REQUIREMENT
From the first line of the data below, repeat each line exactly until you reach the line with "that follows it"; include that line too.

(Dataset entries)
- Opening Delimiter -
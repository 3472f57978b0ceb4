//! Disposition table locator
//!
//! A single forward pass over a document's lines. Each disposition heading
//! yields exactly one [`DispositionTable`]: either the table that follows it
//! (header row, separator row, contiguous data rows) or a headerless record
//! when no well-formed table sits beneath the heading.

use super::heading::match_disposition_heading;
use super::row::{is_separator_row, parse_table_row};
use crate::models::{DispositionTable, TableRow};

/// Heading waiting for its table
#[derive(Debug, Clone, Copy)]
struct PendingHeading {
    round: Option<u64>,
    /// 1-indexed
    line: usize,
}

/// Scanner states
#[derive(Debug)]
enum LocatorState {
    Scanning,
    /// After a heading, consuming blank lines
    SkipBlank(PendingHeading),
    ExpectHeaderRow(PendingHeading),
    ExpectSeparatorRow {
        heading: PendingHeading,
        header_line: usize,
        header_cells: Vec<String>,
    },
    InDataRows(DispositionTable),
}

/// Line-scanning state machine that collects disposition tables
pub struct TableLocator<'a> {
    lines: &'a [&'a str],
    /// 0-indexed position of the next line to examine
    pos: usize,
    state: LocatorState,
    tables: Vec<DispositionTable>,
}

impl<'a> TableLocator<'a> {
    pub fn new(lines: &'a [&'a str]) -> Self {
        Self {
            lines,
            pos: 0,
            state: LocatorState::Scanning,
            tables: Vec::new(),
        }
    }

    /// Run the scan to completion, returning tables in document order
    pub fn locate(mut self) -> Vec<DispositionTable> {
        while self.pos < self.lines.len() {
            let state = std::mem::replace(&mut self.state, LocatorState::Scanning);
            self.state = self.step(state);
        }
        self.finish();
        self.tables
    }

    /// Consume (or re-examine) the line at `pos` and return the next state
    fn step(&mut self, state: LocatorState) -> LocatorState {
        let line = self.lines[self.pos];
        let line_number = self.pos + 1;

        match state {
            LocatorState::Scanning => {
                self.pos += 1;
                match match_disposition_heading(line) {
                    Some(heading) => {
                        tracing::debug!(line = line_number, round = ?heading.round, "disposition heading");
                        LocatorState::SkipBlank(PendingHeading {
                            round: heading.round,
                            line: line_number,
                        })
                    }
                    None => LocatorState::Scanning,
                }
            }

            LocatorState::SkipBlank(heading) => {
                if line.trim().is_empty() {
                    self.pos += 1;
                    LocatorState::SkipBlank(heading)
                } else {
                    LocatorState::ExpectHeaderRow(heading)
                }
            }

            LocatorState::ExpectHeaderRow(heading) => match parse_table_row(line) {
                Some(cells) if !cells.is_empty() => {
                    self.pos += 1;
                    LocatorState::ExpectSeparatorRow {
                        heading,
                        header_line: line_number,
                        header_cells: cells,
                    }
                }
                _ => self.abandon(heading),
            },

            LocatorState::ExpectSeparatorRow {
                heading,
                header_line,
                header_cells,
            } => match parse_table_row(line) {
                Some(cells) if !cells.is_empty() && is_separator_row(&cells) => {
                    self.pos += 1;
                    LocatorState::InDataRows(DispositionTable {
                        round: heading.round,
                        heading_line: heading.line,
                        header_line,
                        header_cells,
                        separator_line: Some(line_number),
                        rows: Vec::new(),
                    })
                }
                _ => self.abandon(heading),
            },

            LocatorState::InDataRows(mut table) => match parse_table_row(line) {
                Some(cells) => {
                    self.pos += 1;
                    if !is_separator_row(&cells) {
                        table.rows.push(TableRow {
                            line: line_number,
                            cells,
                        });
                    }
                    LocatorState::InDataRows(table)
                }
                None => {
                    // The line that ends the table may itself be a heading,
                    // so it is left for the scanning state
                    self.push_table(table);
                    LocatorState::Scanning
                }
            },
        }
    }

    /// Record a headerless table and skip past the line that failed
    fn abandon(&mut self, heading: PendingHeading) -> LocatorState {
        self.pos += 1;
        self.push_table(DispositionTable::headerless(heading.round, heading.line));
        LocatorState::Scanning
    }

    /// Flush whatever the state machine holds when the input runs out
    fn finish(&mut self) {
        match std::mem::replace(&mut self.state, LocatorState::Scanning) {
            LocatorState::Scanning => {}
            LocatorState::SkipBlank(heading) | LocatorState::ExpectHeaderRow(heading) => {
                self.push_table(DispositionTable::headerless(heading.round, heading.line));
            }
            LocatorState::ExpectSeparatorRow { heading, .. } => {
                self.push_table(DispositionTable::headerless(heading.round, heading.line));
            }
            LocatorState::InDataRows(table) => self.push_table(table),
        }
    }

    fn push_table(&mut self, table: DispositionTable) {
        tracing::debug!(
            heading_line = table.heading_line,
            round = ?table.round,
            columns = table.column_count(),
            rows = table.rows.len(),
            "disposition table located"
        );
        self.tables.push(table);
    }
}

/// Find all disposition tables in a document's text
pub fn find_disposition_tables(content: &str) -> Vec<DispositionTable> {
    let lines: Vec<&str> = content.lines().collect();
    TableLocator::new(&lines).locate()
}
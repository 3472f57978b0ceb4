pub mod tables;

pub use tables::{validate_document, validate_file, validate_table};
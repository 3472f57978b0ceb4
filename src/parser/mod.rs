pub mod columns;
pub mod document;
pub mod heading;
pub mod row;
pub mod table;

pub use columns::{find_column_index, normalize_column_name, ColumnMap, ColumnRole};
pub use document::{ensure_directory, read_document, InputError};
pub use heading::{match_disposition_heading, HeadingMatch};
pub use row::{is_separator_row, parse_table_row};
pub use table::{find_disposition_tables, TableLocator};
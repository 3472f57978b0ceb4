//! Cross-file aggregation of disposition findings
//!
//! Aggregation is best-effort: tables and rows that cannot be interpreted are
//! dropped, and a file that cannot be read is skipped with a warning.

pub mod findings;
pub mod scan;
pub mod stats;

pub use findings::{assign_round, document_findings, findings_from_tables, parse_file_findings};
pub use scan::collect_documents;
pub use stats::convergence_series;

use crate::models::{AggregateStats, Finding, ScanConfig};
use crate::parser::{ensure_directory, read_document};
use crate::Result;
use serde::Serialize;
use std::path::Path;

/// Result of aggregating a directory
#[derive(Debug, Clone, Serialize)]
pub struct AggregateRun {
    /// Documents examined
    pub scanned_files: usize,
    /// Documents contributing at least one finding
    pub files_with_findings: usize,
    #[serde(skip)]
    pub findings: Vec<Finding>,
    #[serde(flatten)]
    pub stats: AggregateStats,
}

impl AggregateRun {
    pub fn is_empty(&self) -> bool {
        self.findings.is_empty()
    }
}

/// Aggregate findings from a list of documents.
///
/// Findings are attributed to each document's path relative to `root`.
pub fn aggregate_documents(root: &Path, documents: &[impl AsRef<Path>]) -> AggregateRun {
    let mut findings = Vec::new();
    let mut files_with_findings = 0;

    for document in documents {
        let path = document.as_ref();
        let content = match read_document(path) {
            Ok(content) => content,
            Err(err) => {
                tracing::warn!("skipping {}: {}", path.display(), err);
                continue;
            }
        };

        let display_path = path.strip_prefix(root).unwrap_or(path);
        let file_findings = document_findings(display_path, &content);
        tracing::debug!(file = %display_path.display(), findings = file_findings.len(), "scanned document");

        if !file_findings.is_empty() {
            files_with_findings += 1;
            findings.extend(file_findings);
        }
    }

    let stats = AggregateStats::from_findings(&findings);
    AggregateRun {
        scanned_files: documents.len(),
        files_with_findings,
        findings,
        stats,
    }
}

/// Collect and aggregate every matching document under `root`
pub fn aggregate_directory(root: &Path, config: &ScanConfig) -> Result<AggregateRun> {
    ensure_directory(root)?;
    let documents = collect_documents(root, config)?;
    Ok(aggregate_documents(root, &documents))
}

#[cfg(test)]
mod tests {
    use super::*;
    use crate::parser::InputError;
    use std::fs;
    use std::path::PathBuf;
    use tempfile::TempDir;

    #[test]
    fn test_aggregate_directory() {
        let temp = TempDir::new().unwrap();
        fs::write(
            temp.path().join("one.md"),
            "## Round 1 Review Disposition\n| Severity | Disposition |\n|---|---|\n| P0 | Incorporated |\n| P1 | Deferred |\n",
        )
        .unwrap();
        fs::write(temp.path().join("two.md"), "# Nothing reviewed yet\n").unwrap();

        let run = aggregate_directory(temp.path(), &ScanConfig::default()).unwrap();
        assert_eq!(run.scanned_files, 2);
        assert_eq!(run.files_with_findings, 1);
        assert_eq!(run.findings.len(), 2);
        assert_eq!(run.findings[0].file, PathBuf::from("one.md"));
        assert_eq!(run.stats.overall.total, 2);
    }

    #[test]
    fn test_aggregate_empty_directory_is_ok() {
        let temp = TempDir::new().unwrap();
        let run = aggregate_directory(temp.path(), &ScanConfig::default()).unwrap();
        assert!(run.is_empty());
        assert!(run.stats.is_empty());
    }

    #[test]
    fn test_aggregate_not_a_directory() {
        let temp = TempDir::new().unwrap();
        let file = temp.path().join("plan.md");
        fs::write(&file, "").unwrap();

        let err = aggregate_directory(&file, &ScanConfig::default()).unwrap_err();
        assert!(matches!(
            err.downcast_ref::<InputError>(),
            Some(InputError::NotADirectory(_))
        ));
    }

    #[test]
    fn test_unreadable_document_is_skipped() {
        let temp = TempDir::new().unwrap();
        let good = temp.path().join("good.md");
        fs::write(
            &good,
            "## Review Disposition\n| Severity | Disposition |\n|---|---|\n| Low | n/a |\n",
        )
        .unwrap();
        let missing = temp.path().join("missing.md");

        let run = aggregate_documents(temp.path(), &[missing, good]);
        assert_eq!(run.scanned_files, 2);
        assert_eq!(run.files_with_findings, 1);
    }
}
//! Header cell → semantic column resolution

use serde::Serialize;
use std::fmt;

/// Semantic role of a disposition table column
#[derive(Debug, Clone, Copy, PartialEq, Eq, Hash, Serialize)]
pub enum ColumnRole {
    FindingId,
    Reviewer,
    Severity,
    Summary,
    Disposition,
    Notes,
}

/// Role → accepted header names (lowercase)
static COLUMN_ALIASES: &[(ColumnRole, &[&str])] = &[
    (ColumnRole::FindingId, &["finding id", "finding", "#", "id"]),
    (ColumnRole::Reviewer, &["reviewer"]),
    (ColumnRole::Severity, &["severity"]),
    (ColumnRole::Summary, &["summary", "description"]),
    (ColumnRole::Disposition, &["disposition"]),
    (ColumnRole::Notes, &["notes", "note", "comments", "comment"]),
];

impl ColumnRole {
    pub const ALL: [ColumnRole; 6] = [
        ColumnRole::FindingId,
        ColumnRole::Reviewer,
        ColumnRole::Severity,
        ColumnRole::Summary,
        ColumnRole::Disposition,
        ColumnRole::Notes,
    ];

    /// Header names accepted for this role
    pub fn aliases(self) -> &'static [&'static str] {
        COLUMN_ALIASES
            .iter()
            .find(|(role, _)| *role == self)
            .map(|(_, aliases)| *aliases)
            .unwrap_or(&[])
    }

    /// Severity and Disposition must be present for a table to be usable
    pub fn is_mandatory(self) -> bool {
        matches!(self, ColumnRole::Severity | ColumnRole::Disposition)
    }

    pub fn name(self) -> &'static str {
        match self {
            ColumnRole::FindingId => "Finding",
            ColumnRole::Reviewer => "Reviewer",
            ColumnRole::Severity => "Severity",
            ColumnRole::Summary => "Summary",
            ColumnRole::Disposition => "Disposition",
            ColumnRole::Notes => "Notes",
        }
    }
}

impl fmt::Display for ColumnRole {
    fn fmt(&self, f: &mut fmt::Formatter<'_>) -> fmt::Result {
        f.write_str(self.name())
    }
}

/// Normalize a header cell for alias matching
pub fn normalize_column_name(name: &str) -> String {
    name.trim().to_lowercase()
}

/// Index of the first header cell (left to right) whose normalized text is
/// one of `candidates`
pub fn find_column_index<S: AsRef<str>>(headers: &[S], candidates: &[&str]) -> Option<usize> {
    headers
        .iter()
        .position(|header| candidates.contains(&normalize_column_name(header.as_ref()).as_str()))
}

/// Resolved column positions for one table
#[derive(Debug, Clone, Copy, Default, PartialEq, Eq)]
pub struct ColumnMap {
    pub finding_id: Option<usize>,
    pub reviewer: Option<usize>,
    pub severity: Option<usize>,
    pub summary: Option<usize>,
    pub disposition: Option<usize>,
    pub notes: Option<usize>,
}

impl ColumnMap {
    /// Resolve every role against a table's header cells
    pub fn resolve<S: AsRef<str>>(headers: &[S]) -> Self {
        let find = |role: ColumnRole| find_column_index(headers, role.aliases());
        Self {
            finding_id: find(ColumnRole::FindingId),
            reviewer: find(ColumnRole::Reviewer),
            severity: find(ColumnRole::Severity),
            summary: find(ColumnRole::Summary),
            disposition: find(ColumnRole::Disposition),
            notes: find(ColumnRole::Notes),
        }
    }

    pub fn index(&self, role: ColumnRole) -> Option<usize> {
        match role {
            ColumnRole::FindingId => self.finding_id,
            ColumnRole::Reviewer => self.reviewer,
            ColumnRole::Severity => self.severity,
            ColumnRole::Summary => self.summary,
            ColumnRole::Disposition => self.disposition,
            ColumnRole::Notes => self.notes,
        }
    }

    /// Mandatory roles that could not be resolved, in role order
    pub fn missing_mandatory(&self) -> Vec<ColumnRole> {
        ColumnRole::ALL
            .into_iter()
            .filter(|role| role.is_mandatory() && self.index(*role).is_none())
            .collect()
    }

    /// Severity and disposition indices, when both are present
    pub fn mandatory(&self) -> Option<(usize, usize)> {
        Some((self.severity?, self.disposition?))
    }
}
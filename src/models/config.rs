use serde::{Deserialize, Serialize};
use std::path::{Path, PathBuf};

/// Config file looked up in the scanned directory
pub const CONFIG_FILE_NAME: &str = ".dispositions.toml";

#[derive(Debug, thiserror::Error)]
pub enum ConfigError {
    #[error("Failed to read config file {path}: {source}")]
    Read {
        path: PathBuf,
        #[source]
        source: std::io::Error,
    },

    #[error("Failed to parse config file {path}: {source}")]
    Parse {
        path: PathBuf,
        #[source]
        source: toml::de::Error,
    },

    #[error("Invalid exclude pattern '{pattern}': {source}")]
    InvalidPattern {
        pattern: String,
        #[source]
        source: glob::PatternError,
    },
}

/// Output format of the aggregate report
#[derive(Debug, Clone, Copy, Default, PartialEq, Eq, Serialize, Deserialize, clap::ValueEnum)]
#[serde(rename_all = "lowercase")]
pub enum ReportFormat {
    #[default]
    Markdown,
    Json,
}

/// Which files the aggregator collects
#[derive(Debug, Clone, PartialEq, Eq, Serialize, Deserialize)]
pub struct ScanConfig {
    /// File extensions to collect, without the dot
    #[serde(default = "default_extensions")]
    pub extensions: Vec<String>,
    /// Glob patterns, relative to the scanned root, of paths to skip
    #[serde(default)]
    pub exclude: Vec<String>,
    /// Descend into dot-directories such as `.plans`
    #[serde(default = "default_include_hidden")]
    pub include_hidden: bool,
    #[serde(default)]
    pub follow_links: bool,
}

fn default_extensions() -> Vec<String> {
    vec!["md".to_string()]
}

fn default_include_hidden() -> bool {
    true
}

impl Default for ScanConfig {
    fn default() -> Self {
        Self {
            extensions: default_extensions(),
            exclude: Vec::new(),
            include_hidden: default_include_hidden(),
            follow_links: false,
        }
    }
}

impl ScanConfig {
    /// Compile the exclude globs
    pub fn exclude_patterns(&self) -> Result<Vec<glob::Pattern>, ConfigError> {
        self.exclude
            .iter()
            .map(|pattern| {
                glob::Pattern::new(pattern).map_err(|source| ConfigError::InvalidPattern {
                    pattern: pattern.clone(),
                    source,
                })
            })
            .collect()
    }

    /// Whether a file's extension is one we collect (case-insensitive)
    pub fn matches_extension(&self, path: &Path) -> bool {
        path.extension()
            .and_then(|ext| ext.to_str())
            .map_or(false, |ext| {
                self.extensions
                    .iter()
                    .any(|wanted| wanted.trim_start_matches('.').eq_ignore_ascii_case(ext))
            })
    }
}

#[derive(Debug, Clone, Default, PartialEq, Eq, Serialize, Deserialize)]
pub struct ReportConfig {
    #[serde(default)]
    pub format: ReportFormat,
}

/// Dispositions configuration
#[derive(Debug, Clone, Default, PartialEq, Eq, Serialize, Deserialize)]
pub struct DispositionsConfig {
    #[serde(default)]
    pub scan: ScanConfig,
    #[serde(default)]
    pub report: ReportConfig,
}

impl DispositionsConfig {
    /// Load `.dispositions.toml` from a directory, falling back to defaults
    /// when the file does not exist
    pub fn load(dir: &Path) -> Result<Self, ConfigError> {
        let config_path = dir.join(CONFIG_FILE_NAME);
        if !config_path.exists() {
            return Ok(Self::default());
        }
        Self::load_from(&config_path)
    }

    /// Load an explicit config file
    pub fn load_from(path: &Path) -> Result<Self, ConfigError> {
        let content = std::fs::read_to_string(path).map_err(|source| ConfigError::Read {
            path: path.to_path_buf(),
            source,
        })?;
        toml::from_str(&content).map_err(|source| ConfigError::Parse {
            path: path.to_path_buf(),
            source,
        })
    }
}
- Closing Delimiter -
COMPLETED TASK
repository 3472f57978b0ceb4
//! Disposition table locator
//!
//! A single forward pass over a document's lines. Each disposition heading
//! yields exactly one [`DispositionTable`]: either the table that follows it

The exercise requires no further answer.